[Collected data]
★ ★ ★ ★ ★

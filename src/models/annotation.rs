use serde::{Deserialize, Serialize};
use serde_json::Value;

#[derive(Debug, Clone, PartialEq, Serialize, Deserialize)]
pub struct Annotation {
    pub id: String,
    pub article_id: String,

    #[serde(default)]
    pub quote_text: Option<String>,
    /// Anchor descriptor owned by the page renderer; stored verbatim.
    #[serde(default)]
    pub quote_html_selector: Value,

    #[serde(default)]
    pub text: String,
    #[serde(default)]
    pub tags: Vec<String>,

    /// Unix milliseconds.
    pub created_at: i64,
    #[serde(default)]
    pub updated_at: i64,

    /// Id assigned by the remote annotation service once published.
    #[serde(default, skip_serializing_if = "Option::is_none")]
    pub h_id: Option<String>,

    #[serde(default)]
    pub ai_created: bool,
    #[serde(default, skip_serializing_if = "Option::is_none")]
    pub ai_score: Option<f64>,
}

impl Annotation {
    pub fn new(article_id: impl Into<String>, text: impl Into<String>, created_at: i64) -> Self {
        Self {
            id: uuid::Uuid::new_v4().to_string(),
            article_id: article_id.into(),
            quote_text: None,
            quote_html_selector: Value::Null,
            text: text.into(),
            tags: Vec::new(),
            created_at,
            updated_at: created_at,
            h_id: None,
            ai_created: false,
            ai_score: None,
        }
    }

    /// Published annotations are updated remotely; drafts are created.
    pub fn is_published(&self) -> bool {
        self.h_id.is_some()
    }

    pub fn modified_at(&self) -> i64 {
        self.updated_at.max(self.created_at)
    }

    /// AI suggestions are only uploaded once the user wrote something on them.
    pub fn should_upload(&self) -> bool {
        !self.ai_created || !self.text.is_empty()
    }
}

#[cfg(test)]
mod tests {
    use super::*;

    #[test]
    fn draft_until_remote_id_is_known() {
        let mut annotation = Annotation::new("art1", "foo", 10);
        assert!(!annotation.is_published());
        annotation.h_id = Some("h-1".into());
        assert!(annotation.is_published());
    }

    #[test]
    fn empty_ai_suggestions_are_not_uploaded() {
        let mut annotation = Annotation::new("art1", "", 10);
        annotation.ai_created = true;
        assert!(!annotation.should_upload());
        annotation.text = "kept".into();
        assert!(annotation.should_upload());
    }
}
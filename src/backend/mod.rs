//! Storage targets that execute the shared query/mutation registry.

mod account;
mod library;
mod local;
mod migrate;

use std::collections::BTreeMap;
use std::sync::Arc;

use async_trait::async_trait;
use serde_json::Value;
use tokio::sync::Mutex;

use crate::db::KvStore;
use crate::error::{AppError, Result};
use crate::reactive::ChangeNotifier;
use crate::store::{Clock, Mutation, Query, ReadTransaction, WriteTransaction};

pub use account::AccountBackend;
pub use library::{BackendState, Library};
pub use local::LocalBackend;
pub use migrate::{migrate, LoggingHooks, MigrationHooks, MigrationReport};

pub const LOCAL_NAMESPACE: &str = "local";

/// One inbound request, already resolved against the registry.
#[derive(Debug, Clone, PartialEq)]
pub enum Message {
    Query(Query),
    Mutate(Mutation),
    Pull,
}

impl Message {
    pub fn parse(kind: &str, method: &str, args: Value) -> Result<Self> {
        match kind {
            "query" => Ok(Self::Query(Query::parse(method, args)?)),
            "mutate" => Ok(Self::Mutate(Mutation::parse(method, args)?)),
            "pull" => Ok(Self::Pull),
            other => Err(AppError::invalid_argument(
                method,
                format!("unknown message type {other}"),
            )),
        }
    }

    pub fn kind(&self) -> &'static str {
        match self {
            Self::Query(_) => "query",
            Self::Mutate(_) => "mutate",
            Self::Pull => "pull",
        }
    }

    pub fn method(&self) -> &'static str {
        match self {
            Self::Query(query) => query.name(),
            Self::Mutate(mutation) => mutation.name(),
            Self::Pull => "pull",
        }
    }
}

#[async_trait]
pub trait Backend: Send + Sync {
    fn namespace(&self) -> &str;

    fn read(&self) -> ReadTransaction;

    async fn query(&self, query: &Query) -> Result<Value> {
        query.run(&self.read()).await
    }

    async fn mutate(&self, mutation: Mutation) -> Result<Value>;

    /// Exchange state with the remote store, if there is one.
    async fn pull(&self) -> Result<()>;

    /// Every entry of the backend in key order.
    async fn scan_all(&self) -> Result<Vec<(String, Value)>>;

    /// Delete the given entries whose stored value is still the one given.
    /// Returns the keys that were removed.
    async fn delete_unchanged(&self, entries: &[(String, Value)]) -> Result<Vec<String>>;
}

/// One namespace of the KV store with single-writer mutation semantics.
#[derive(Clone)]
pub(crate) struct Namespace {
    store: KvStore,
    name: String,
    clock: Arc<dyn Clock>,
    notifier: ChangeNotifier,
    writer: Arc<Mutex<()>>,
}

impl Namespace {
    pub(crate) fn new(
        store: KvStore,
        name: impl Into<String>,
        clock: Arc<dyn Clock>,
        notifier: ChangeNotifier,
    ) -> Self {
        Self {
            store,
            name: name.into(),
            clock,
            notifier,
            writer: Arc::new(Mutex::new(())),
        }
    }

    pub(crate) fn name(&self) -> &str {
        &self.name
    }

    pub(crate) fn store(&self) -> &KvStore {
        &self.store
    }

    pub(crate) fn now_ms(&self) -> i64 {
        self.clock.now_ms()
    }

    pub(crate) fn read(&self) -> ReadTransaction {
        ReadTransaction::new(self.store.clone(), self.name.clone(), self.clock.clone())
    }

    /// Run one mutation in its own write transaction. Mutations on the same
    /// namespace are applied strictly one after another.
    pub(crate) async fn mutate(&self, mutation: Mutation) -> Result<Value> {
        let _writer = self.writer.lock().await;
        let mut tx = WriteTransaction::new(self.store.clone(), self.name.clone(), self.clock.clone());
        let result = mutation.apply(&mut tx).await?;
        let changed = tx.commit().await?;
        self.notifier.notify(&changed);
        Ok(result)
    }

    /// Write raw entries outside the registry, e.g. patches from a pull.
    pub(crate) async fn apply_raw(&self, writes: Vec<(String, Option<Value>)>) -> Result<()> {
        let _writer = self.writer.lock().await;
        let changed: Vec<String> = writes.iter().map(|(key, _)| key.clone()).collect();
        self.store.apply(&self.name, writes).await?;
        self.notifier.notify(&changed);
        Ok(())
    }

    pub(crate) async fn scan_all(&self) -> Result<Vec<(String, Value)>> {
        self.store.entries(&self.name, None).await
    }

    /// Compare and delete under the writer lock, so a mutation cannot slip
    /// in between the comparison and the delete.
    pub(crate) async fn delete_unchanged(&self, entries: &[(String, Value)]) -> Result<Vec<String>> {
        let _writer = self.writer.lock().await;
        let current: BTreeMap<String, Value> = self.store.entries(&self.name, None).await?.into_iter().collect();
        let removed: Vec<String> = entries
            .iter()
            .filter(|(key, value)| current.get(key) == Some(value))
            .map(|(key, _)| key.clone())
            .collect();
        if removed.is_empty() {
            return Ok(removed);
        }
        self.store
            .apply(&self.name, removed.iter().map(|key| (key.clone(), None)).collect())
            .await?;
        self.notifier.notify(&removed);
        Ok(removed)
    }
}

#[cfg(test)]
mod tests {
    use super::*;
    use serde_json::json;

    #[test]
    fn messages_resolve_to_registry_entries() {
        let message = Message::parse("query", "listArticleAnnotations", json!(["art1"])).unwrap();
        assert_eq!(message, Message::Query(Query::ListArticleAnnotations("art1".into())));
        assert_eq!(message.kind(), "query");

        assert_eq!(Message::parse("pull", "", Value::Null).unwrap(), Message::Pull);
        assert!(matches!(
            Message::parse("mutate", "noSuchMutator", json!({})),
            Err(AppError::UnknownMethod(_))
        ));
        assert!(matches!(
            Message::parse("subscribe", "getSettings", json!([])),
            Err(AppError::InvalidArgument { .. })
        ));
    }
}
/// Save an article the user has only been previewing, dated now, and place
/// it between the given neighbours.
pub async fn article_add_move_to_library(tx: &mut WriteTransaction, args: MoveToLibrary) -> Result<()> {
    let mut article = args.temporary_article;
    article.time_added = tx.now_ms();
    let position = MoveArticle {
        article_id: article.id.clone(),
        article_id_before_new_position: args.article_id_before_new_position,
        article_id_after_new_position: args.article_id_after_new_position,
        sort_position: args.sort_position,
    };
    put_article_if_not_exists(tx, article).await?;
    move_article_position(tx, position).await
}

/// Removes the article and its annotations. Records already known to a
/// remote service leave tombstones behind.
pub async fn delete_article(tx: &mut WriteTransaction, article_id: String) -> Result<bool> {
    for annotation in accessors::list_article_annotations(&*tx, &article_id).await? {
        delete_annotation(tx, annotation.id).await?;
    }

    let key = keys::article(&article_id);
    if let Some(article) = get_as::<Article>(&*tx, &key).await? {
        if let Some(pocket_id) = &article.pocket_id {
            tombstone(tx, "articles", &article_id, pocket_id)?;
        }
    }
    tx.delete(&key).await
}

pub async fn put_topic(tx: &mut WriteTransaction, topic: Topic) -> Result<()> {
    tx.put_record(keys::topic(&topic.id), &topic)
}

/* annotations */

pub async fn put_annotation(tx: &mut WriteTransaction, mut annotation: Annotation) -> Result<()> {
    if annotation.updated_at == 0 {
        annotation.updated_at = annotation.created_at;
    }
    tx.put_record(keys::annotation(&annotation.id), &annotation)
}

pub async fn update_annotation(tx: &mut WriteTransaction, update: RecordUpdate) -> Result<()> {
    let now = tx.now_ms();
    update_annotation_raw(tx, update.set("updated_at", now)).await
}

pub async fn update_annotation_raw(tx: &mut WriteTransaction, update: RecordUpdate) -> Result<()> {
    let key = keys::annotation(&update.id);
    update_record::<Annotation>(tx, "updateAnnotationRaw", &key, &update).await?;
    Ok(())
}

/// Upsert downloaded annotations. A remote annotation matching a local one
/// by `h_id` keeps the local id; otherwise records are matched by id.
/// Matched records only take the fields the remote service knows about, so
/// local-only fields such as the AI flags survive.
pub async fn merge_remote_annotations(
    tx: &mut WriteTransaction,
    annotations: Vec<Annotation>,
) -> Result<usize> {
    let existing = accessors::list_annotations(&*tx).await?;
    let mut merged = 0;

    for annotation in annotations {
        let local = match &annotation.h_id {
            Some(h_id) => existing.iter().find(|a| a.h_id.as_ref() == Some(h_id)),
            None => existing.iter().find(|a| a.id == annotation.id),
        };
        match local {
            Some(local) => {
                if local.modified_at() > annotation.modified_at() {
                    tracing::warn!(
                        "{}",
                        AppError::ConflictIgnored {
                            key: keys::annotation(&local.id)
                        }
                    );
                }
                let update = remote_fields(&local.id, annotation);
                update_record::<Annotation>(tx, "mergeRemoteAnnotations", &keys::annotation(&local.id), &update)
                    .await?;
            }
            None => put_annotation(tx, annotation).await?,
        }
        merged += 1;
    }
    Ok(merged)
}

fn remote_fields(local_id: &str, remote: Annotation) -> RecordUpdate {
    let updated_at = if remote.updated_at == 0 {
        remote.created_at
    } else {
        remote.updated_at
    };
    let mut update = RecordUpdate::new(local_id)
        .set("text", remote.text)
        .set("tags", remote.tags)
        .set("quote_text", remote.quote_text)
        .set("quote_html_selector", remote.quote_html_selector)
        .set("created_at", remote.created_at)
        .set("updated_at", updated_at);
    if let Some(h_id) = remote.h_id {
        update = update.set("h_id", h_id);
    }
    update
}

pub async fn delete_annotation(tx: &mut WriteTransaction, annotation_id: String) -> Result<bool> {
    let key = keys::annotation(&annotation_id);
    if let Some(annotation) = get_as::<Annotation>(&*tx, &key).await? {
        if let Some(h_id) = &annotation.h_id {
            tombstone(tx, "annotations", &annotation_id, h_id)?;
        }
    }
    tx.delete(&key).await
}

/* feed subscriptions */

pub async fn put_subscription(tx: &mut WriteTransaction, subscription: FeedSubscription) -> Result<()> {
    tx.put_record(keys::subscription(&subscription.id), &subscription)
}

pub async fn update_subscription(tx: &mut WriteTransaction, update: RecordUpdate) -> Result<()> {
    let key = keys::subscription(&update.id);
    update_record::<FeedSubscription>(tx, "updateSubscription", &key, &update).await?;
    Ok(())
}

/// Follow or unfollow a feed. New items are looked for from now on either
/// way. Unknown subscriptions are ignored.
pub async fn toggle_subscription_active(tx: &mut WriteTransaction, subscription_id: String) -> Result<bool> {
    let key = keys::subscription(&subscription_id);
    let Some(subscription) = get_as::<FeedSubscription>(&*tx, &key).await? else {
        return Ok(false);
    };
    let update = RecordUpdate::new(subscription_id)
        .set("is_subscribed", !subscription.is_subscribed)
        .set("last_fetched", tx.now_ms());
    update_record::<FeedSubscription>(tx, "toggleSubscriptionActive", &key, &update).await?;
    Ok(true)
}

pub async fn delete_subscription(tx: &mut WriteTransaction, subscription_id: String) -> Result<bool> {
    tx.delete(&keys::subscription(&subscription_id)).await
}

★ ★ ★ ★ ★

Only one number is wanted: how many lines in the records above contain the string "account".

WRITTEN REPLY:
2